§ WHAT YOU WILL DO
Filter the data below, keeping only lines that contain "AnswerRepository".
_ _ _ _ _ _ _
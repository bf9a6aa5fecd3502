//! Request handlers.

pub mod answers;
pub mod health;
pub mod publish;

pub use answers::*;
pub use health::*;
pub use publish::*;
//! Publisher configuration.

use std::path::PathBuf;

use vpub_storage::uploader::DEFAULT_MAX_CONCURRENCY;

const MIB: u64 = 1024 * 1024;

/// Publisher configuration.
#[derive(Debug, Clone)]
pub struct PublishConfig {
    /// Root of the `answers/{id}.mp4` source layout
    pub media_root: PathBuf,
    /// Parent directory for per-attempt workspaces
    pub work_dir: PathBuf,
    /// Largest source file accepted, in bytes
    pub max_source_bytes: u64,
    /// Kill the transcoder after this many seconds (no limit when unset)
    pub transcode_timeout_secs: Option<u64>,
    /// Files uploaded at the same time
    pub upload_max_concurrency: usize,
    /// JSON file of answers loaded into the in-memory store
    pub seed_path: Option<PathBuf>,
}

impl Default for PublishConfig {
    fn default() -> Self {
        Self {
            media_root: PathBuf::from("/media"),
            work_dir: std::env::temp_dir(),
            max_source_bytes: 20 * MIB,
            transcode_timeout_secs: None,
            upload_max_concurrency: DEFAULT_MAX_CONCURRENCY,
            seed_path: None,
        }
    }
}

impl PublishConfig {
    /// Create config from environment variables.
    pub fn from_env() -> Self {
        let defaults = Self::default();

        Self {
            media_root: std::env::var("PUBLISH_MEDIA_ROOT")
                .map(PathBuf::from)
                .unwrap_or(defaults.media_root),
            work_dir: std::env::var("PUBLISH_WORK_DIR")
                .map(PathBuf::from)
                .unwrap_or(defaults.work_dir),
            max_source_bytes: std::env::var("PUBLISH_MAX_SOURCE_MB")
                .ok()
                .and_then(|s| mib_to_bytes(&s))
                .unwrap_or(defaults.max_source_bytes),
            transcode_timeout_secs: std::env::var("PUBLISH_TRANSCODE_TIMEOUT_SECS")
                .ok()
                .and_then(|s| s.parse().ok())
                .filter(|secs| *secs > 0),
            upload_max_concurrency: std::env::var("UPLOAD_MAX_CONCURRENCY")
                .ok()
                .and_then(|s| s.parse().ok())
                .filter(|n| *n > 0)
                .unwrap_or(defaults.upload_max_concurrency),
            seed_path: std::env::var("ANSWERS_SEED_PATH").ok().map(PathBuf::from),
        }
    }

    pub fn with_media_root(mut self, media_root: impl Into<PathBuf>) -> Self {
        self.media_root = media_root.into();
        self
    }

    pub fn with_work_dir(mut self, work_dir: impl Into<PathBuf>) -> Self {
        self.work_dir = work_dir.into();
        self
    }

    pub fn with_max_source_bytes(mut self, bytes: u64) -> Self {
        self.max_source_bytes = bytes;
        self
    }
}

/// Parse a size in MiB. Values that do not fit in bytes are rejected.
fn mib_to_bytes(value: &str) -> Option<u64> {
    value.trim().parse::<u64>().ok()?.checked_mul(MIB)
}
//! One-shot publish binary.
//!
//! Usage: `vpub-publish <answer-id>`

use std::sync::Arc;

use anyhow::Context;
use tracing::{info, warn};
use tracing_subscriber::{fmt, prelude::*, EnvFilter};

use vpub_media::HlsPackager;
use vpub_models::{Answer, AnswerId};
use vpub_publish::{InMemoryAnswerStore, PublishConfig, Publisher};
use vpub_storage::{R2Uploader, StoreSettings};

#[tokio::main]
async fn main() -> anyhow::Result<()> {
    // Load environment variables
    dotenvy::dotenv().ok();

    let use_json = std::env::var("LOG_FORMAT")
        .map(|v| v.to_lowercase() == "json")
        .unwrap_or(false);

    let env_filter =
        EnvFilter::try_from_default_env().unwrap_or_else(|_| EnvFilter::new("vpub=info,info"));

    if use_json {
        tracing_subscriber::registry()
            .with(fmt::layer().json())
            .with(env_filter)
            .init();
    } else {
        tracing_subscriber::registry()
            .with(fmt::layer().with_ansi(true).with_target(true))
            .with(env_filter)
            .init();
    }

    let answer_id = std::env::args()
        .nth(1)
        .map(AnswerId::from_string)
        .context("usage: vpub-publish <answer-id>")?;

    let config = PublishConfig::from_env();
    info!("Publish config: {:?}", config);

    let settings = StoreSettings::from_env();
    if let Err(e) = settings.validate() {
        warn!("{}; the upload stage will fail", e);
    }

    let repository = match &config.seed_path {
        Some(path) => InMemoryAnswerStore::from_json_file(path).await?,
        None => {
            // No store to read from: publish a READY answer at the default source path.
            info!(
                "ANSWERS_SEED_PATH not set, expecting source at {}",
                vpub_models::default_source_path(&config.media_root, &answer_id).display()
            );
            InMemoryAnswerStore::from_answers([Answer::new(
                answer_id.clone(),
                answer_id.to_string(),
                answer_id.to_string(),
            )])
        }
    };

    let mut packager = HlsPackager::new();
    if let Some(secs) = config.transcode_timeout_secs {
        packager = packager.with_timeout(secs);
    }
    let uploader = R2Uploader::new(settings).with_max_concurrency(config.upload_max_concurrency);

    let publisher = Publisher::new(
        Arc::new(repository),
        Arc::new(packager),
        Arc::new(uploader),
        config,
    );

    let published = publisher
        .publish(&answer_id)
        .await
        .with_context(|| format!("failed to publish answer {}", answer_id))?;

    println!("Public HLS URL: {}", published.url);
    Ok(())
}
//! Application state.

use std::sync::Arc;

use tracing::{info, warn};
use vpub_media::HlsPackager;
use vpub_publish::{InMemoryAnswerStore, PublishConfig, Publisher};
use vpub_storage::{R2Uploader, StoreSettings};

use crate::config::ApiConfig;

/// Shared application state.
#[derive(Clone)]
pub struct AppState {
    pub config: ApiConfig,
    pub publisher: Arc<Publisher>,
    pub store_settings: StoreSettings,
}

impl AppState {
    pub fn new(config: ApiConfig, publisher: Arc<Publisher>, store_settings: StoreSettings) -> Self {
        Self {
            config,
            publisher,
            store_settings,
        }
    }

    /// Build the production stack from the environment.
    ///
    /// Missing object store settings are only warned about here; each publish
    /// reports them as a misconfiguration.
    pub async fn from_env(config: ApiConfig) -> anyhow::Result<Self> {
        let publish_config = PublishConfig::from_env();
        info!("Publish config: {:?}", publish_config);

        let repository = match &publish_config.seed_path {
            Some(path) => InMemoryAnswerStore::from_json_file(path).await?,
            None => {
                warn!("ANSWERS_SEED_PATH not set, starting with an empty answer store");
                InMemoryAnswerStore::new()
            }
        };

        let store_settings = StoreSettings::from_env();
        if let Err(e) = store_settings.validate() {
            warn!("{}", e);
        }

        let mut packager = HlsPackager::new();
        if let Some(secs) = publish_config.transcode_timeout_secs {
            packager = packager.with_timeout(secs);
        }

        let uploader = R2Uploader::new(store_settings.clone())
            .with_max_concurrency(publish_config.upload_max_concurrency);

        let publisher = Publisher::new(
            Arc::new(repository),
            Arc::new(packager),
            Arc::new(uploader),
            publish_config,
        );

        Ok(Self::new(config, Arc::new(publisher), store_settings))
    }
}
//! Content-type resolution for uploaded files.

use std::path::Path;

/// HLS master/media playlist.
pub const HLS_PLAYLIST: &str = "application/vnd.apple.mpegurl";
/// MPEG transport stream segment.
pub const MPEG_TS: &str = "video/MP2T";
/// Fallback when nothing else matches.
pub const OCTET_STREAM: &str = "application/octet-stream";

/// Resolve the content type of a file.
///
/// Order: the fixed HLS table, then a guess from the extension, then
/// `application/octet-stream`.
pub fn content_type_for(path: &Path) -> String {
    let ext = path
        .extension()
        .and_then(|e| e.to_str())
        .map(|e| e.to_ascii_lowercase());

    match ext.as_deref() {
        Some("m3u8") => HLS_PLAYLIST.to_string(),
        Some("ts") => MPEG_TS.to_string(),
        _ => mime_guess::from_path(path)
            .first()
            .map(|m| m.to_string())
            .unwrap_or_else(|| OCTET_STREAM.to_string()),
    }
}
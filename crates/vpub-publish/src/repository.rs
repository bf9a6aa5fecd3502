//! Answer persistence port and the in-memory store used by the binaries.

use std::collections::HashMap;
use std::path::{Path, PathBuf};

use async_trait::async_trait;
use thiserror::Error;
use tokio::sync::RwLock;
use tracing::{debug, info};
use vpub_models::{Answer, AnswerId, AnswerStatus};

pub type RepositoryResult<T> = Result<T, RepositoryError>;

#[derive(Debug, Error)]
pub enum RepositoryError {
    #[error("Backend error: {0}")]
    Backend(String),

    #[error("Failed to read seed file {path}: {source}")]
    SeedRead {
        path: PathBuf,
        #[source]
        source: std::io::Error,
    },

    #[error("Invalid seed data: {0}")]
    SeedParse(#[from] serde_json::Error),
}

impl RepositoryError {
    pub fn backend(msg: impl Into<String>) -> Self {
        Self::Backend(msg.into())
    }
}

/// Where publish state is read from and written to.
#[async_trait]
pub trait AnswerRepository: Send + Sync {
    /// Load an answer, `None` if it does not exist.
    async fn load_by_id(&self, id: &AnswerId) -> RepositoryResult<Option<Answer>>;

    /// Set the status and, where given, the URLs. Returns `false` if the
    /// answer does not exist.
    async fn update_status_and_urls(
        &self,
        id: &AnswerId,
        status: AnswerStatus,
        manifest_url: Option<&str>,
        video_url: Option<&str>,
    ) -> RepositoryResult<bool>;
}

/// In-process answer store.
#[derive(Debug, Default)]
pub struct InMemoryAnswerStore {
    answers: RwLock<HashMap<AnswerId, Answer>>,
}

impl InMemoryAnswerStore {
    pub fn new() -> Self {
        Self::default()
    }

    pub fn from_answers(answers: impl IntoIterator<Item = Answer>) -> Self {
        let answers = answers.into_iter().map(|a| (a.id.clone(), a)).collect();
        Self {
            answers: RwLock::new(answers),
        }
    }

    /// Load answers from a JSON array file.
    pub async fn from_json_file(path: impl AsRef<Path>) -> RepositoryResult<Self> {
        let path = path.as_ref();
        let bytes = tokio::fs::read(path)
            .await
            .map_err(|source| RepositoryError::SeedRead {
                path: path.to_path_buf(),
                source,
            })?;
        let answers: Vec<Answer> = serde_json::from_slice(&bytes)?;

        info!("Seeded {} answers from {}", answers.len(), path.display());
        Ok(Self::from_answers(answers))
    }

    /// Insert or replace an answer.
    pub async fn insert(&self, answer: Answer) {
        self.answers.write().await.insert(answer.id.clone(), answer);
    }

    pub async fn len(&self) -> usize {
        self.answers.read().await.len()
    }

    pub async fn is_empty(&self) -> bool {
        self.answers.read().await.is_empty()
    }
}

#[async_trait]
impl AnswerRepository for InMemoryAnswerStore {
    async fn load_by_id(&self, id: &AnswerId) -> RepositoryResult<Option<Answer>> {
        Ok(self.answers.read().await.get(id).cloned())
    }

    async fn update_status_and_urls(
        &self,
        id: &AnswerId,
        status: AnswerStatus,
        manifest_url: Option<&str>,
        video_url: Option<&str>,
    ) -> RepositoryResult<bool> {
        let mut answers = self.answers.write().await;
        let Some(answer) = answers.get_mut(id) else {
            return Ok(false);
        };

        answer.apply_status(status, manifest_url, video_url);
        debug!(answer_id = %id, status = %status, "Answer status updated");
        Ok(true)
    }
}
_ _ _ _ _ _ _
§ FINISHED TASK
pub trait AnswerRepository: Send + Sync {
impl AnswerRepository for InMemoryAnswerStore {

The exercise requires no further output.